Delicious Bagel with Scrambled Eggs & Sautéed Mushrooms – A Cozy Breakfast

* Calories: 360 * Protein: 17g * Carbohydrates: 41g * Fat: 16g * Fiber: 3g

Ingredients
  

  • * 4 large eggs
  • * 2 tablespoons unsalted butter divided
  • * 8 ounces cremini or button mushrooms sliced
  • * 2 tablespoons chopped fresh parsley optional
  • * Salt and freshly ground black pepper to taste
  • * 2 bagels toasted

Equipment

  • Prep Time: 5 minutes
  • Cook Time: 15 minutes
  • Total Time: 20 minutes

Method
 

  1. In a medium nonstick skillet, melt 1 tablespoon of the butter over medium heat. Add the sliced mushrooms and sauté for 5-7 minutes, stirring occasionally, until the mushrooms are tender and lightly browned. Transfer the sautéed mushrooms to a plate and set aside.
  2. In a small bowl, beat the eggs with a fork until well combined. Season with a pinch of salt and pepper.
  3. In the same skillet, melt the remaining 1 tablespoon of butter over medium heat. Pour in the beaten eggs and let them sit for 20-30 seconds to set the bottom.
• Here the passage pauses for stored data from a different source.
//! Error type shared by the AppleVerse crates

use thiserror::Error;

pub type Result<T> = std::result::Result<T, Error>;

#[derive(Error, Debug)]
pub enum Error {
    /// SQLite pool, schema or query failure
    #[error("Database error: {0}")]
    Database(#[from] sqlx::Error),

    #[error("IO error: {0}")]
    Io(#[from] std::io::Error),

    /// Unreadable or unparsable TOML bootstrap file
    #[error("Configuration error: {0}")]
    Config(String),

    /// Setting outside its allowed range
    #[error("Invalid setting: {0}")]
    InvalidInput(String),

    /// Stored catalogue data that no longer decodes (JSON columns, UUIDs, timestamps)
    #[error("Corrupt stored data: {0}")]
    Internal(String),
}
Then, use a spatula to gently push the eggs from the edges of the pan toward the center, tilting the pan to allow the uncooked egg to flow to the edges. Repeat this process until the eggs are softly scrambled, about 2-3 minutes total.
  4. Remove the pan from the heat and stir in the sautéed mushrooms. Taste and adjust seasoning as needed.
  5. To serve, divide the scrambled egg and mushroom mixture evenly between the toasted bagel halves. Garnish with chopped fresh parsley, if desired.

Notes

The scrambled egg and mushroom mixture can be made up to 3 days in advance and stored in the refrigerator. Reheat before assembling the sandwiches. The toasted bagels can be stored at room temperature for up to 5 days.